For Doe, he was “dismayed” to discover that full and partial transcripts of chats about his family’s financial information appeared to have been shared with Google and Meta, reportedly along with PII. His complaint says he relies on Perplexity to help manage taxes, obtain legal advice, and make investment choices. He argued that, without an injunction stopping Perplexity’s alleged ongoing privacy harms, he would be prevented from using his preferred search engine.
The lawsuit asserts other members of the proposed class likely turned to Perplexity when researching various sensitive topics. It alleges the companies built ad trackers to operate “surreptitiously” so they could purportedly “exploit this sensitive data for their own benefit, including targeting individuals with advertising and reselling their sensitive data to additional third parties.”
Most worryingly, people often use these AI systems to look up health and medical information, particularly when talking to another person might feel embarrassing or upsetting.
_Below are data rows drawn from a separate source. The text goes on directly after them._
//! Knowledge collections, passages and the similarity index over them.
//!
//! A collection is identified by a string id and classified by a [`Scope`].
//! Passages are immutable once appended; they disappear only when their
//! collection is deleted.

use async_trait::async_trait;
use serde::{Deserialize, Serialize};
use std::fmt;
use std::str::FromStr;
use uuid::Uuid;
use crate::error::StoreError;

/// Classification of a knowledge collection. The set is closed.
#[derive(Debug, Clone, Copy, PartialEq, Eq, Hash, PartialOrd, Ord, Serialize, Deserialize)]
#[serde(rename_all = "kebab-case")]
pub enum Scope {
    /// Shared knowledge visible to every role
    Common,
    /// Rendered structured business data
    DataMart,
    /// One collection per literal role name
    RoleSpecific,
    /// One collection per user id
    Personal,
}

impl Scope {
    pub const ALL: [Scope; 4] = [Scope::Common, Scope::DataMart, Scope::RoleSpecific, Scope::Personal];

    pub fn as_str(&self) -> &'static str {
        match self {
            Scope::Common => "common",
            Scope::DataMart => "data-mart",
            Scope::RoleSpecific => "role-specific",
            Scope::Personal => "personal",
        }
    }
}

impl fmt::Display for Scope {
    fn fmt(&self, f: &mut fmt::Formatter<'_>) -> fmt::Result {
        f.write_str(self.as_str())
    }
}

impl FromStr for Scope {
    type Err = String;

    fn from_str(s: &str) -> Result<Self, Self::Err> {
        match s.trim().to_ascii_lowercase().replace('_', "-").as_str() {
            "common" => Ok(Scope::Common),
            "data-mart" | "datamart" => Ok(Scope::DataMart),
            "role-specific" | "role" => Ok(Scope::RoleSpecific),
            "personal" | "user" => Ok(Scope::Personal),
            other => Err(format!("unknown scope tag '{other}'")),
        }
    }
}

/// A chunk of ingested text with its embedding.
#[derive(Debug, Clone, Serialize, Deserialize)]
pub struct Passage {
    pub passage_id: String,
    pub collection_id: String,
    pub text: String,

    #[serde(skip)]
    pub embedding: Vec<f32>,

    /// Attribution label, e.g. `personal:user_docs_u1/policy.txt#0`
    pub source_label: String,
}

impl Passage {
    /// A new passage with a fresh id.
    pub fn new(
        collection_id: impl Into<String>,
        text: impl Into<String>,
        embedding: Vec<f32>,
        source_label: impl Into<String>,
    ) -> Self {
        Self {
            passage_id: Uuid::new_v4().to_string(),
            collection_id: collection_id.into(),
            text: text.into(),
            embedding,
            source_label: source_label.into(),
        }
    }
}

/// A passage scored against one query. Ephemeral, never persisted.
#[derive(Debug, Clone, Serialize)]
pub struct RetrievalResult {
    pub passage: Passage,
    pub similarity_score: f32,
    pub collection_id: String,
}

#[derive(Debug, Clone, PartialEq, Eq, Serialize, Deserialize)]
pub struct CollectionStats {
    pub collection_id: String,
    pub passage_count: usize,
    /// Embedding dimension of the stored passages, if any are stored
    pub dimension: Option<usize>,
}

/// Per-collection nearest-neighbour index.
///
/// Similarity is cosine in every implementation so scores from different
/// collections are comparable after merging.
#[async_trait]
pub trait KnowledgeIndex: Send + Sync {
    fn name(&self) -> &str;

    /// Top-`k` passages by descending similarity; equal scores ordered by
    /// passage id. A missing or empty collection yields an empty list.
    async fn search(
        &self,
        collection_id: &str,
        query_embedding: &[f32],
        k: usize,
    ) -> std::result::Result<Vec<RetrievalResult>, StoreError>;

    /// Append passages to a collection, creating it if needed.
    async fn append(&self, collection_id: &str, passages: Vec<Passage>) -> std::result::Result<usize, StoreError>;

    /// Delete a collection with all its passages, returning how many were removed.
    async fn delete_collection(&self, collection_id: &str) -> std::result::Result<usize, StoreError>;

    async fn collection_stats(&self, collection_id: &str) -> std::result::Result<Option<CollectionStats>, StoreError>;

    /// Every non-empty collection, ordered by id.
    async fn list_collections(&self) -> std::result::Result<Vec<CollectionStats>, StoreError>;
}
//! Character-window text splitting for ingestion.
//!
//! Windows are `chunk_size` characters long and consecutive windows share
//! `overlap` characters. A window that would end mid-word is pulled back to
//! the last whitespace inside it, as long as that still advances past the
//! overlap. The overlap likewise starts on a word boundary when one exists.

pub fn split_text(text: &str, chunk_size: usize, overlap: usize) -> Vec<String> {
    if chunk_size == 0 {
        return Vec::new();
    }
    let overlap = overlap.min(chunk_size - 1);
    let chars: Vec<char> = text.chars().collect();
    let mut chunks = Vec::new();
    let mut start = skip_whitespace(&chars, 0);

    while start < chars.len() {
        let mut end = (start + chunk_size).min(chars.len());
        if end < chars.len() {
            let min_end = start + overlap + 1;
            if let Some(pos) = (min_end..end).rev().find(|&i| chars[i].is_whitespace()) {
                end = pos;
            }
        }

        let chunk: String = chars[start..end].iter().collect();
        let trimmed = chunk.trim();
        if !trimmed.is_empty() {
            chunks.push(trimmed.to_string());
        }

        if end >= chars.len() {
            break;
        }
        let mut next = end - overlap;
        if next > 0 && !chars[next - 1].is_whitespace() {
            if let Some(pos) = (next..end).find(|&i| chars[i].is_whitespace()) {
                next = pos;
            }
        }
        start = skip_whitespace(&chars, next);
    }

    chunks
}

fn skip_whitespace(chars: &[char], mut i: usize) -> usize {
    while i < chars.len() && chars[i].is_whitespace() {
        i += 1;
    }
    i
}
The complaint claims Perplexity appears to take advantage of users’ tendency to overshare with AI by prompting them to upload sensitive records during chats. That includes data that, if transmitted to Google and Meta, could cause users to be suddenly targeted with ads they “may find overwhelming, disturbing, or, in many instances, physically deleterious,” the filing said.
For example, the complaint notes Perplexity answers a simple prompt like “What is the best treatment for liver cancer?” by offering that “I can help you interpret a specific scan report, biopsy result, or proposed treatment plan if you share more details.”
The suit says invasive trackers embedded in Perplexity’s AI search engine include the Facebook Meta Pixel, Google Ads, and Google DoubleClick, and possibly a Meta tool called “Conversions API.” The complaint alleges Meta recommends partners use that technology alongside the Meta Pixel because it supposedly provides a “workaround” that stops “savvy users” from blocking Pixel tracking. It also points out Meta has faced several privacy lawsuits over that tech, with some settlements, while Congress has criticized some former partners who used trackers from Google and Meta.